To Darger and Wolfli, art was not a means by which they wooed. Art gave them nothing. Darger never showed anyone anything and, if we are going to be honest, it was shit, it gave him no wealth, no influence, no mating rights, nothing. Yet he kept doing it. The thing he did was motivated by some kind of mechanism in him, something in him loved it, to the extent of obsession.

The thing itself, the art, the creation, the notion of creation, some alchemical distillation of the behemoth of culture in which he was embedded inhabited him like a man dons a garment and made itself happen. Art is alive in precisely the same sense that you are alive. It seems simple but it isn't. It has adapted incredibly quickly and effectively to you, the substrate in which it is embedded, and it compels you to bring it into being. Since whenever Jared Diamond's Great Leap Forward propelled us from being anatomically modern to behaviourally modern Homo sapiens Art has been iterating and proliferating and adapting itself to the sprawling and ever-changing set of habitats it compels us to create for itself. It is a parasite.

To those who have come to some kind of uneasy truce with the thing there is sense in which it is symbiotic but to most of us art is a parasite. It gives us nothing, it takes up our time and commands no worship, no fealty and no sexual favours. It just makes itself happen, blindly, relentlessly, like a machine.
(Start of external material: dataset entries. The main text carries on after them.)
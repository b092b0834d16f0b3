// src/path.rs
//
// `bucket/key` path model and the string helpers used to walk abstract paths.
// Pure value types; no I/O happens here.

use std::fmt;

use crate::constants::SEP;
use crate::error::{FsError, Result};

/// A parsed `bucket/key/with/segments` path.
///
/// The key never starts or ends with a separator, and the bucket is only
/// empty for the store root.  Equality only looks at `(bucket, key)`.
#[derive(Debug, Clone, Default, Eq)]
pub struct ObjectPath {
    pub full_path: String,
    pub bucket: String,
    pub key: String,
    pub key_parts: Vec<String>,
}

impl ObjectPath {
    /// Parse and validate a path string.
    pub fn parse(s: &str) -> Result<Self> {
        if is_likely_uri(s) {
            return Err(FsError::InvalidPath(format!(
                "Expected an S3 object path of the form 'bucket/key...', got a URI: '{}'",
                s
            )));
        }
        let src = remove_trailing_slash(s);
        match src.find(SEP) {
            Some(0) => Err(FsError::InvalidPath(format!(
                "Path cannot start with a separator ('{}')",
                s
            ))),
            None => Ok(Self {
                full_path: src.to_string(),
                bucket: src.to_string(),
                key: String::new(),
                key_parts: Vec::new(),
            }),
            Some(first_sep) if first_sep + 1 == src.len() => Ok(Self {
                full_path: src[..first_sep].to_string(),
                bucket: src[..first_sep].to_string(),
                key: String::new(),
                key_parts: Vec::new(),
            }),
            Some(first_sep) => {
                let key = &src[first_sep + 1..];
                let key_parts: Vec<String> = key.split(SEP).map(str::to_string).collect();
                if key_parts.iter().any(|p| p.is_empty()) {
                    return Err(FsError::InvalidPath(format!(
                        "Empty path component in path {}",
                        src
                    )));
                }
                Ok(Self {
                    full_path: src.to_string(),
                    bucket: src[..first_sep].to_string(),
                    key: key.to_string(),
                    key_parts,
                })
            }
        }
    }

    /// Build a path from an already-split bucket and key.
    pub fn from_parts(bucket: &str, key: &str) -> Result<Self> {
        if key.is_empty() {
            Self::parse(bucket)
        } else {
            Self::parse(&format!("{}{}{}", bucket, SEP, key))
        }
    }

    pub fn parent(&self) -> Result<Self> {
        if self.key_parts.is_empty() {
            return Err(FsError::InvalidPath(format!(
                "path '{}' has no parent",
                self.full_path
            )));
        }
        let mut key_parts = self.key_parts.clone();
        key_parts.pop();
        let key = key_parts.join("/");
        let full_path = if key.is_empty() {
            self.bucket.clone()
        } else {
            format!("{}{}{}", self.bucket, SEP, key)
        };
        Ok(Self {
            full_path,
            bucket: self.bucket.clone(),
            key,
            key_parts,
        })
    }

    pub fn has_parent(&self) -> bool {
        !self.key.is_empty()
    }

    /// True for the store root (no bucket, no key).
    pub fn is_empty(&self) -> bool {
        self.bucket.is_empty() && self.key.is_empty()
    }

    /// Key with a trailing separator, as used for directory markers and prefixes.
    pub fn dir_key(&self) -> String {
        ensure_trailing_slash(&self.key)
    }

    /// `bucket/key` with each segment percent-encoded, suitable for a copy source.
    pub fn to_url_encoded(&self) -> String {
        use percent_encoding::{NON_ALPHANUMERIC, utf8_percent_encode};
        let mut out = utf8_percent_encode(&self.bucket, NON_ALPHANUMERIC).to_string();
        for part in &self.key_parts {
            out.push(SEP);
            out.push_str(&utf8_percent_encode(part, NON_ALPHANUMERIC).to_string());
        }
        out
    }
}

impl PartialEq for ObjectPath {
    fn eq(&self, other: &Self) -> bool {
        self.bucket == other.bucket && self.key == other.key
    }
}

impl fmt::Display for ObjectPath {
    fn fmt(&self, f: &mut fmt::Formatter<'_>) -> fmt::Result {
        f.write_str(&self.full_path)
    }
}

impl std::str::FromStr for ObjectPath {
    type Err = FsError;

    fn from_str(s: &str) -> Result<Self> {
        Self::parse(s)
    }
}

/// Reject paths that denote a regular file with a trailing separator.
pub fn assert_no_trailing_slash(s: &str) -> Result<()> {
    if s.ends_with(SEP) {
        return Err(FsError::NotAFile(s.to_string()));
    }
    Ok(())
}

/// A file path needs both a bucket and a key.
pub fn validate_file_path(path: &ObjectPath) -> Result<()> {
    if path.bucket.is_empty() || path.key.is_empty() {
        return Err(FsError::NotAFile(path.full_path.clone()));
    }
    Ok(())
}

/// Heuristic URI detection: a plausible scheme followed by ':'.
///
/// Single-letter schemes are not considered, so `C:` style drive prefixes pass.
pub fn is_likely_uri(s: &str) -> bool {
    if s.is_empty() || s.starts_with(SEP) {
        return false;
    }
    let Some(pos) = s.find(':') else {
        return false;
    };
    if pos < 2 || pos > 36 {
        return false;
    }
    let scheme = &s[..pos];
    let mut chars = scheme.chars();
    match chars.next() {
        Some(c) if c.is_ascii_alphabetic() => {}
        _ => return false,
    }
    chars.all(|c| c.is_ascii_alphanumeric() || c == '+' || c == '-' || c == '.')
}

/// Strip one trailing separator, if any.
pub fn remove_trailing_slash(s: &str) -> &str {
    s.strip_suffix(SEP).unwrap_or(s)
}

pub fn ensure_trailing_slash(s: &str) -> String {
    if s.is_empty() || s.ends_with(SEP) {
        s.to_string()
    } else {
        format!("{}{}", s, SEP)
    }
}

/// Number of segments in an abstract path, ignoring a leading and a trailing separator.
pub fn path_depth(s: &str) -> usize {
    if s.is_empty() {
        return 0;
    }
    let mut depth = s.matches(SEP).count() + 1;
    if s.ends_with(SEP) {
        depth -= 1;
    }
    if s.starts_with(SEP) {
        depth -= 1;
    }
    depth
}

/// Join `length` segments of `s` starting at segment `offset`.
pub fn slice_path(s: &str, offset: usize, length: usize) -> String {
    if length == 0 {
        return String::new();
    }
    s.split(SEP)
        .filter(|p| !p.is_empty())
        .skip(offset)
        .take(length)
        .collect::<Vec<_>>()
        .join("/")
}

/// Split an abstract path into (parent, basename).  The parent is empty at the top.
pub fn split_parent(s: &str) -> (&str, &str) {
    match s.rfind(SEP) {
        Some(pos) => (&s[..pos], &s[pos + 1..]),
        None => ("", s),
    }
}

#[cfg(test)]
mod tests {
    use super::*;

    #[test]
    fn parse_bucket_and_key() {
        let p = ObjectPath::parse("bucket/a/b/c").unwrap();
        assert_eq!(p.bucket, "bucket");
        assert_eq!(p.key, "a/b/c");
        assert_eq!(p.key_parts, vec!["a", "b", "c"]);
        assert_eq!(p.to_string(), "bucket/a/b/c");
    }

    #[test]
    fn parse_normalizes_trailing_separator() {
        assert_eq!(ObjectPath::parse("bucket/dir/").unwrap().to_string(), "bucket/dir");
        let b = ObjectPath::parse("bucket/").unwrap();
        assert_eq!(b.bucket, "bucket");
        assert!(b.key.is_empty());
        assert!(!b.has_parent());
        assert_eq!(remove_trailing_slash("a//"), "a/");
    }

    #[test]
    fn parse_root() {
        let p = ObjectPath::parse("").unwrap();
        assert!(p.is_empty());
    }

    #[test]
    fn parse_rejects_bad_paths() {
        assert!(matches!(ObjectPath::parse("/bucket/key"), Err(FsError::InvalidPath(_))));
        assert!(matches!(ObjectPath::parse("bucket//key"), Err(FsError::InvalidPath(_))));
        assert!(matches!(ObjectPath::parse("bucket/a//"), Err(FsError::InvalidPath(_))));
        let err = ObjectPath::parse("s3://bucket/key").unwrap_err();
        assert!(err.to_string().contains("got a URI"));
        assert!(matches!(ObjectPath::parse("file:///tmp/x"), Err(FsError::InvalidPath(_))));
    }

    #[test]
    fn equality_ignores_full_path_spelling() {
        let a = ObjectPath::parse("bucket/x/y/").unwrap();
        let b = ObjectPath::parse("bucket/x/y").unwrap();
        assert_eq!(a, b);
        assert_ne!(a, ObjectPath::parse("other/x/y").unwrap());
    }

    #[test]
    fn parent_chain_terminates() {
        let mut p = ObjectPath::parse("bucket/a/b/c/d").unwrap();
        let mut seen = vec![p.to_string()];
        while p.has_parent() {
            p = p.parent().unwrap();
            seen.push(p.to_string());
        }
        assert_eq!(seen, vec!["bucket/a/b/c/d", "bucket/a/b/c", "bucket/a/b", "bucket/a", "bucket"]);
        assert!(p.parent().is_err());
    }

    #[test]
    fn likely_uri_detection() {
        assert!(is_likely_uri("s3://bucket"));
        assert!(is_likely_uri("http:foo"));
        assert!(!is_likely_uri("C:/data"));
        assert!(!is_likely_uri("bucket/key"));
        assert!(!is_likely_uri("/abs:path"));
        assert!(!is_likely_uri("9p:x"));
    }

    #[test]
    fn depth_and_slice() {
        assert_eq!(path_depth(""), 0);
        assert_eq!(path_depth("a"), 1);
        assert_eq!(path_depth("a/"), 1);
        assert_eq!(path_depth("/a/b/"), 2);
        assert_eq!(path_depth("a/b/c"), 3);
        assert_eq!(slice_path("a/b/c/d", 0, 2), "a/b");
        assert_eq!(slice_path("a/b/c/d", 1, 2), "b/c");
        assert_eq!(slice_path("a/b", 0, 5), "a/b");
        assert_eq!(slice_path("a/b", 0, 0), "");
    }

    #[test]
    fn split_parent_walks_up() {
        assert_eq!(split_parent("b/a/x"), ("b/a", "x"));
        assert_eq!(split_parent("b"), ("", "b"));
    }

    #[test]
    fn url_encoding_keeps_separators() {
        let p = ObjectPath::parse("bucket/dir with space/a+b").unwrap();
        assert_eq!(p.to_url_encoded(), "bucket/dir%20with%20space/a%2Bb");
    }

    #[test]
    fn file_path_validation() {
        assert!(validate_file_path(&ObjectPath::parse("bucket").unwrap()).is_err());
        assert!(validate_file_path(&ObjectPath::parse("bucket/k").unwrap()).is_ok());
        assert!(assert_no_trailing_slash("bucket/k/").is_err());
    }
}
This is what blogging is. Art is not just painting or supergluing lightbulbs to dead weasels or dancing or singing or poetry, art is aesthetic manipulation of reality. Blogging is a means by which we can reach across the chasm between us, to find some spark of empathy, to find something to pass the time. Perhaps it is something else. Perhaps it is a dead end of extraordinary proportions,  a profoundly banal, time-consuming mediocrity that parasitises our minds and our fingers and compels us to strive to replicate the memes that seethe in our brains with the urgent desire to be replicated.

6 comments:

  1. As I sit here about to wrap up a night's website coding I feel far more spark of empathy than time-consuming mediocrity.
    It's a far better thing that your parasite drives you to do this than to climb the tallest tree to have your eyes eaten.

    ReplyDelete
    Replies
    1. Thank you, Sir Knight. It is far too easy to fall into the power of the thing that tells people to do things which they probably shouldn't. Like perhaps write this post ;)

      Now go to sleep.

      Delete
  2. And no, I don't know why the font is too big. Blogger is punishing me for for questioning it, maybe.

    ReplyDelete
    Replies
    1. Font size is screaming in protest. "You'll never leave me!". Getting bigger and bigger the more you shy away until it's in the room with you, on the walls, in your eyes.
      Yeah okay sleep now before I break my promise to the lady about coming to bed soon.

      Delete
  3. "It just makes itself happen, blindly, relentlessly, like a machine."

    Well, sometimes it plays coy and teases for a bit, and is only seen in the blurry distance like a undulate shadow in a Loch Ness Monster photo.

    ReplyDelete
    Replies
    1. That's it wandering around the landscape of your mind, struggling to find enough resources to make babies. It's probably a K-selected species that puts a lot of energy into nurturing rather than a spawn-happy r-selected species.